Staff were aware of the shared vision and strategy and supported each other to achieve this. Staff told us although there were staff changes the team worked cohesively to promote patient care.
The provider held regular practice meetings where all staff were invited, this promoted them to have a voice and feel involved in the vision of the practice.
Capable, compassionate and inclusive leaders
Staff mentioned various routes in which they could raise concerns to leaders and whilst most were happy with outcomes, some staff told us they didn’t feel their concerns were always treated with respect.
The leaders acknowledged the recent changes and how it could impact staff.
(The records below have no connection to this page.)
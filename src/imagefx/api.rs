use async_trait::async_trait;
use reqwest::Client;
use serde_json::{json, Value};

use crate::{
    config::ImageFxConfig,
    error::{ImageFxError, Result},
    imagefx::backend::GenerationBackend,
    models::{GeneratedImage, GenerationRequest, ImageData},
};

pub const DEFAULT_SESSION_URL: &str = "https://labs.google/fx/api/auth/session";
pub const DEFAULT_API_URL: &str = "https://aisandbox-pa.googleapis.com/v1:runImageFx";

/// HTTP backend for the ImageFX API.
///
/// The cookie is exchanged for a short-lived bearer token at the labs.google
/// session endpoint, then the prompt and request options are posted to the
/// `runImageFx` endpoint.
pub struct ImageFxApi {
    client: Client,
    cookie: String,
    session_url: String,
    api_url: String,
}

impl ImageFxApi {
    pub fn new(config: ImageFxConfig) -> Self {
        ImageFxApi {
            client: Client::new(),
            cookie: config.cookie.trim().to_string(),
            session_url: config
                .session_url
                .unwrap_or_else(|| DEFAULT_SESSION_URL.to_string()),
            api_url: config.api_url.unwrap_or_else(|| DEFAULT_API_URL.to_string()),
        }
    }

    async fn fetch_access_token(&self) -> Result<String> {
        let response = self
            .client
            .get(&self.session_url)
            .header(reqwest::header::COOKIE, self.cookie.as_str())
            .send()
            .await
            .map_err(|e| ImageFxError::RequestError(format!("session request failed: {}", e)))?;

        let status = response.status();
        if !status.is_success() {
            let body = response.text().await.unwrap_or_default();
            return Err(ImageFxError::AuthError(format!(
                "session request returned {}: {}",
                status, body
            )));
        }

        let session: Value = response.json().await.map_err(|e| {
            ImageFxError::AuthError(format!("failed to parse session response: {}", e))
        })?;

        session
            .get("access_token")
            .and_then(Value::as_str)
            .map(str::to_string)
            .ok_or_else(|| {
                ImageFxError::AuthError(
                    "session response carried no access token; the cookie may be expired".into(),
                )
            })
    }

    fn build_payload(&self, prompt: &str, request: &GenerationRequest) -> Value {
        let mut user_input = json!({
            "candidatesCount": request.count,
            "prompts": [prompt],
        });
        if let Some(seed) = request.seed {
            user_input["seed"] = json!(seed);
        }

        let mut payload = json!({
            "userInput": user_input,
            "clientContext": {
                "sessionId": format!(";{}", chrono::Utc::now().timestamp_millis()),
                "tool": "IMAGE_FX"
            },
        });
        if let Some(model) = &request.model {
            payload["modelInput"] = json!({ "modelNameType": model });
        }
        if let Some(size) = &request.size {
            payload["aspectRatio"] = json!(format!("IMAGE_ASPECT_RATIO_{}", size));
        }
        payload
    }
}

#[async_trait]
impl GenerationBackend for ImageFxApi {
    fn has_generate_image(&self) -> bool {
        true
    }

    async fn generate_image(
        &self,
        prompt: &str,
        request: &GenerationRequest,
    ) -> Result<Vec<GeneratedImage>> {
        let token = self.fetch_access_token().await?;

        log::info!("Generating {} image(s)", request.count);

        let response = self
            .client
            .post(&self.api_url)
            .header(
                reqwest::header::AUTHORIZATION,
                format!("Bearer {}", token),
            )
            .header(reqwest::header::CONTENT_TYPE, "application/json")
            .json(&self.build_payload(prompt, request))
            .send()
            .await
            .map_err(|e| {
                ImageFxError::RequestError(format!("generation request failed: {}", e))
            })?;

        let status = response.status();
        let body = response.text().await.map_err(|e| {
            ImageFxError::ResponseError(format!("failed to read generation response: {}", e))
        })?;

        if !status.is_success() {
            return Err(ImageFxError::ResponseError(format!(
                "generation request returned {}: {}",
                status, body
            )));
        }

        let value: Value = serde_json::from_str(&body).map_err(|e| {
            ImageFxError::ResponseError(format!("failed to parse generation response: {}", e))
        })?;

        Ok(parse_images(&value, prompt))
    }
}

fn parse_images(response: &Value, prompt: &str) -> Vec<GeneratedImage> {
    let mut images = Vec::new();

    let panels = response
        .get("imagePanels")
        .and_then(Value::as_array)
        .map(Vec::as_slice)
        .unwrap_or_default();

    for panel in panels {
        let generated = panel
            .get("generatedImages")
            .and_then(Value::as_array)
            .map(Vec::as_slice)
            .unwrap_or_default();

        for item in generated {
            images.push(GeneratedImage {
                data: ImageData::from_value(item),
                media_id: item
                    .get("mediaGenerationId")
                    .and_then(Value::as_str)
                    .map(str::to_string),
                prompt: Some(prompt.to_string()),
            });
        }
    }

    images
}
They held regular meetings, conducted wellbeing questionnaires and annual appraisals to promote wellbeing and make changes where needed.
Freedom to speak up
Staff were aware of the freedom to speak up guardian within the Primary Care Network (PCN) and were able to raise concerns externally to the Integrated Care Board (ICB) and Care Quality Commission (CQC).
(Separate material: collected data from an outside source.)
//! Dashboard HTTP handlers.
//!
//! The page handler loads a fresh copy of the dataset on every visit and
//! keeps it as the snapshot that later filter refreshes build from.

use std::sync::Arc;

use axum::{
    extract::{FromRef, Query, State},
    http::StatusCode,
    response::{IntoResponse, Response},
};
use axum_htmx::HxTriggerName;

use crate::{
    AppState, Error,
    app_state::DatasetSnapshot,
    dashboard::{
        filters::{FilterChange, FilterState},
        orchestrator::{build_dashboard, refresh},
        render::{dashboard_view, period_toggle_view, refreshed_panels_view},
    },
    dataset::{DataSource, Dataset, load_dataset},
};

/// The state needed for displaying the dashboard page.
#[derive(Debug, Clone)]
pub struct DashboardState {
    /// Where the dataset is loaded from.
    pub data_source: DataSource,
    /// The client used for HTTP data sources.
    pub http_client: reqwest::Client,
    /// The dataset loaded by the latest page load.
    pub snapshot: DatasetSnapshot,
}

impl FromRef<AppState> for DashboardState {
    fn from_ref(state: &AppState) -> Self {
        Self {
            data_source: state.data_source.clone(),
            http_client: state.http_client.clone(),
            snapshot: state.snapshot.clone(),
        }
    }
}

fn store_snapshot(snapshot: &DatasetSnapshot, dataset: Arc<Dataset>) -> Result<(), Error> {
    let mut guard = snapshot
        .write()
        .inspect_err(|error| tracing::error!("could not acquire the dataset lock: {error}"))
        .map_err(|_| Error::DatasetLockError)?;

    *guard = Some(dataset);

    Ok(())
}

fn read_snapshot(snapshot: &DatasetSnapshot) -> Result<Option<Arc<Dataset>>, Error> {
    let guard = snapshot
        .read()
        .inspect_err(|error| tracing::error!("could not acquire the dataset lock: {error}"))
        .map_err(|_| Error::DatasetLockError)?;

    Ok(guard.clone())
}

/// The latest snapshot, or a freshly loaded dataset if no page has been
/// loaded since the server started.
async fn current_dataset(state: &DashboardState) -> Result<Arc<Dataset>, Error> {
    if let Some(dataset) = read_snapshot(&state.snapshot)? {
        return Ok(dataset);
    }

    tracing::debug!("No dataset snapshot yet, loading one for a filter refresh");
    let dataset = Arc::new(load_dataset(&state.data_source, &state.http_client).await?);
    store_snapshot(&state.snapshot, dataset.clone())?;

    Ok(dataset)
}

/// Display the full dashboard for the filters in the query string.
///
/// The dataset is loaded again on every page load. If it cannot be loaded,
/// the dataset-unavailable page is shown instead of the dashboard.
pub async fn get_dashboard_page(
    State(state): State<DashboardState>,
    Query(filters): Query<FilterState>,
) -> Result<Response, Error> {
    let dataset = Arc::new(load_dataset(&state.data_source, &state.http_client).await?);
    store_snapshot(&state.snapshot, dataset.clone())?;

    let view = build_dashboard(&dataset, &filters);

    Ok(dashboard_view(&view).into_response())
}

/// Re-render the parts of the dashboard affected by a filter control.
///
/// The control is identified by the `HX-Trigger-Name` header:
/// - department: the project panel, rebuilt for the selected department.
/// - period: the period toggle group, with the new active button.
/// - range: nothing, answered with `204 No Content`.
pub async fn get_filter_refresh(
    State(state): State<DashboardState>,
    HxTriggerName(trigger_name): HxTriggerName,
    Query(filters): Query<FilterState>,
) -> Response {
    let change = FilterChange::from_trigger_name(trigger_name.as_deref());

    match change {
        FilterChange::Range => StatusCode::NO_CONTENT.into_response(),
        FilterChange::Period => period_toggle_view(filters.period).into_response(),
        FilterChange::Department => match current_dataset(&state).await {
            Ok(dataset) => {
                refreshed_panels_view(&refresh(&dataset, &filters, change)).into_response()
            }
            Err(error) => error.into_alert_response(),
        },
    }
}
The practice had a freedom to speak up guardian within the PCN and signposted staff to the ICB should they not feel comfortable to raise internally. The practice had various methods for staff to speak up such as regular meetings, appraisals and leaders were approachable at all times.
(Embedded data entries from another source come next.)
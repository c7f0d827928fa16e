//! Dashboard module
//!
//! Builds the AI-adoption dashboard from the loaded dataset: one panel per
//! visual, grouped into page sections, with htmx filter controls that
//! re-render only the panels a filter change affects.

mod aggregation;
mod builders;
mod charts;
mod filters;
mod handlers;
mod orchestrator;
mod render;
mod visuals;

pub use handlers::{get_dashboard_page, get_filter_refresh};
Workforce equality, diversity and inclusion
Staff told us there were regular practice meetings in which all staff were involved, staff felt their characteristics were protected and they felt valued in the team.
Leaders ensured all staff could be heard through various routes of communication such as staff surveys, appraisals, meetings and being approachable at all times through an open-door policy.
Governance, management and sustainability
Interviews with staff and leaders demonstrated there were governance arrangements that supported staff to deliver care and treatment. Staff we spoke with were clear about their roles and responsibilities. Staff also told us how and who they would raise feedback, suggestions, and concerns to when required. Leaders raised concerns around current changes in staffing and identified further support was needed. Whilst there were plans in place for improvements, we couldn’t be assured that current working arrangements were sustainable.
Policies, processes, and systems to support governance and management of the practice were managed by the GP partners and the management team. There were regular meetings during which issues significant to the delivery of clinical care were discussed and reviewed. The practice generally had good oversight of governance arrangements. However, due to staff changes it had put pressure on the leadership team. We found that some governance arrangements were lacking consistency. For example, through our review of safety alerts we identified patients at risk; lack of detail on prescriptions when prescribing medicines; complaint information wasn’t consistent throughout the process; safeguarding adults policy wasn’t present in paper form but available electronically; staff files were not completed in one place for consistency and there was a backlog of patient records to be summarised. The practice were in the process of reviewing the business continuity plan and were responsive to our findings and assured us this would be reviewed and completed as a priority.
Partnerships and communities
Conversations with the Patient Participation Group were mainly positive in terms of the relationship between the practice population and the provider. The provider had communicated well to help guide changes in the phone and appointment system at the practice.
We found staff and leaders were open and transparent, and collaborated with all relevant external stakeholders and agencies.
Staff and leaders engaged with people, communities and partners to share learning with each other that resulted in continuous improvements to the service.
The management and leadership team met weekly to discuss challenges within the practice and ways in which they can improve the quality of care to better serve the practice population and improve relationships with external agencies. This was then discussed during the monthly practice meetings for further discussions.
Learning, improvement and innovation
Staff told us about learning opportunities they had been given to further develop their skill set and branch into further roles.
Staff were supported to develop should they wish to. Staff had protected time in their diary to complete training or projects, the practice leaders were enthusiastic in regard to developing their workforce.